Autothermal thermophilic aerobic digestion (ATAD) is used to treat human excreta hygienically. We previously reported a unique full-scale ATAD, showing distinctive bacterial community transitions and producing high-nitrogen-content liquid fertilizer; nevertheless, the mechanism remains unclear. One hypothesis involves using a gas-inducing (GI) agitator. We designed a lab-scale GI system and compared it with a disk-turbine (DT) agitator system by mimicking the temperature shift of full-scale ATAD. The agitation system and its agitation speed greatly affected physicochemical properties and bacterial community structure. GI system at 1000 rpm (GI1000; high total carbon removal efficiency, 88.3%), with few nitrifying and denitrifying bacteria, maintained a high ammoniacal nitrogen concentration and had more shared operational taxonomic units related to Acinetobacter sp., Arcobacter sp., and Longimicrobium sp. with the full-scale ATAD compared with the GI system at 490 rpm and DT system at 1000 rpm (DT1000). Furthermore, DT1000, with a high abundance of nitrifying and denitrifying bacteria such as Alcaligenes aquatilis and Pseudomonas caeni, removed 94.7% total nitrogen with 71.9% total carbon removal efficiency. These results suggested that shear stress and oxygen supply system would change the bacterial community structure, thus affected ATAD performances.
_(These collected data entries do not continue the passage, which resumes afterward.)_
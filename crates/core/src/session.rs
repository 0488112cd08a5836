//! Per-visitor shop session.
//!
//! A `ShopSession` is created when a visitor's browser session starts and is
//! dropped when it expires. It owns the cart and the selected view section;
//! nothing else in the storefront holds mutable visitor state.

use std::fmt;
use std::str::FromStr;

use serde::{Deserialize, Serialize};
use thiserror::Error;

use crate::cart::Cart;
use crate::catalog::{Catalog, Category, Product};
use crate::types::ProductId;

/// The page currently shown to the visitor.
#[derive(Debug, Clone, Copy, PartialEq, Eq, Hash, Default, Serialize, Deserialize)]
#[serde(rename_all = "snake_case")]
pub enum Section {
    #[default]
    Desserts,
    Meat,
    About,
    Delivery,
    Contacts,
}

impl Section {
    /// Every section, in navigation order.
    pub const ALL: [Self; 5] = [
        Self::Desserts,
        Self::Meat,
        Self::About,
        Self::Delivery,
        Self::Contacts,
    ];

    /// URL slug, also the content page slug for informational sections.
    #[must_use]
    pub const fn slug(self) -> &'static str {
        match self {
            Self::Desserts => "desserts",
            Self::Meat => "meat",
            Self::About => "about",
            Self::Delivery => "delivery",
            Self::Contacts => "contacts",
        }
    }

    /// Navigation label.
    #[must_use]
    pub const fn title(self) -> &'static str {
        match self {
            Self::Desserts => "Десерты",
            Self::Meat => "Растительное мясо",
            Self::About => "О нас",
            Self::Delivery => "Доставка",
            Self::Contacts => "Контакты",
        }
    }

    /// The catalog category listed by this section, if it is a catalog section.
    #[must_use]
    pub const fn category(self) -> Option<Category> {
        match self {
            Self::Desserts => Some(Category::Desserts),
            Self::Meat => Some(Category::PlantMeat),
            Self::About | Self::Delivery | Self::Contacts => None,
        }
    }
}

impl fmt::Display for Section {
    fn fmt(&self, f: &mut fmt::Formatter<'_>) -> fmt::Result {
        f.write_str(self.slug())
    }
}

/// A section slug that names no section.
#[derive(Debug, Error, PartialEq, Eq)]
#[error("unknown section: {0}")]
pub struct UnknownSection(pub String);

impl FromStr for Section {
    type Err = UnknownSection;

    fn from_str(s: &str) -> Result<Self, Self::Err> {
        Self::ALL
            .into_iter()
            .find(|section| section.slug() == s)
            .ok_or_else(|| UnknownSection(s.to_string()))
    }
}

/// A user action dispatched from the presentation layer.
#[derive(Debug, Clone, Copy, PartialEq, Eq)]
pub enum Intent {
    AddItem(ProductId),
    ChangeQuantity { product_id: ProductId, delta: i32 },
    RemoveItem(ProductId),
    SelectSection(Section),
}

/// Errors applying an intent.
#[derive(Debug, Error, PartialEq, Eq)]
pub enum SessionError {
    #[error("product {0} is not in the catalog")]
    UnknownProduct(ProductId),
}

/// Cart and selected section for one visitor.
#[derive(Debug, Clone, Default, PartialEq, Eq, Serialize, Deserialize)]
pub struct ShopSession {
    pub cart: Cart,
    pub section: Section,
}

impl ShopSession {
    #[must_use]
    pub fn new() -> Self {
        Self::default()
    }

    /// Apply one intent.
    ///
    /// # Errors
    ///
    /// Returns `SessionError::UnknownProduct` when adding an id the catalog
    /// does not contain. The session is left unchanged in that case.
    pub fn dispatch(&mut self, intent: Intent, catalog: &Catalog) -> Result<(), SessionError> {
        match intent {
            Intent::AddItem(product_id) => {
                let product = catalog
                    .get(product_id)
                    .ok_or(SessionError::UnknownProduct(product_id))?;
                self.cart.add(product);
            }
            Intent::ChangeQuantity { product_id, delta } => {
                self.cart.update_quantity(product_id, delta);
            }
            Intent::RemoveItem(product_id) => self.cart.remove(product_id),
            Intent::SelectSection(section) => self.section = section,
        }
        Ok(())
    }

    /// Products listed by the selected section; empty for informational pages.
    pub fn visible_products<'a>(&self, catalog: &'a Catalog) -> Vec<&'a Product> {
        self.section
            .category()
            .map(|category| catalog.list_by_category(category).collect())
            .unwrap_or_default()
    }
}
Consequently, it is possible that ATAD can be applied for not only production of highly nitrogen-containing liquid fertilizer but also extremely nitrogen removal of wastewater. •A gas-inducing lab-scale ATAD mimic the unique features of the full-scale ATAD.•Shear force and oxygen supply system would affect ATAD performances drastically.•GI1000 had more similar bacterial community to full-scale system than DT1000.•Nitrogen maintenance and removal occurred in GI1000 and DT1000, respectively.•ATAD can be applied for nitrogen-fertilizer production and nitrogen-removal process.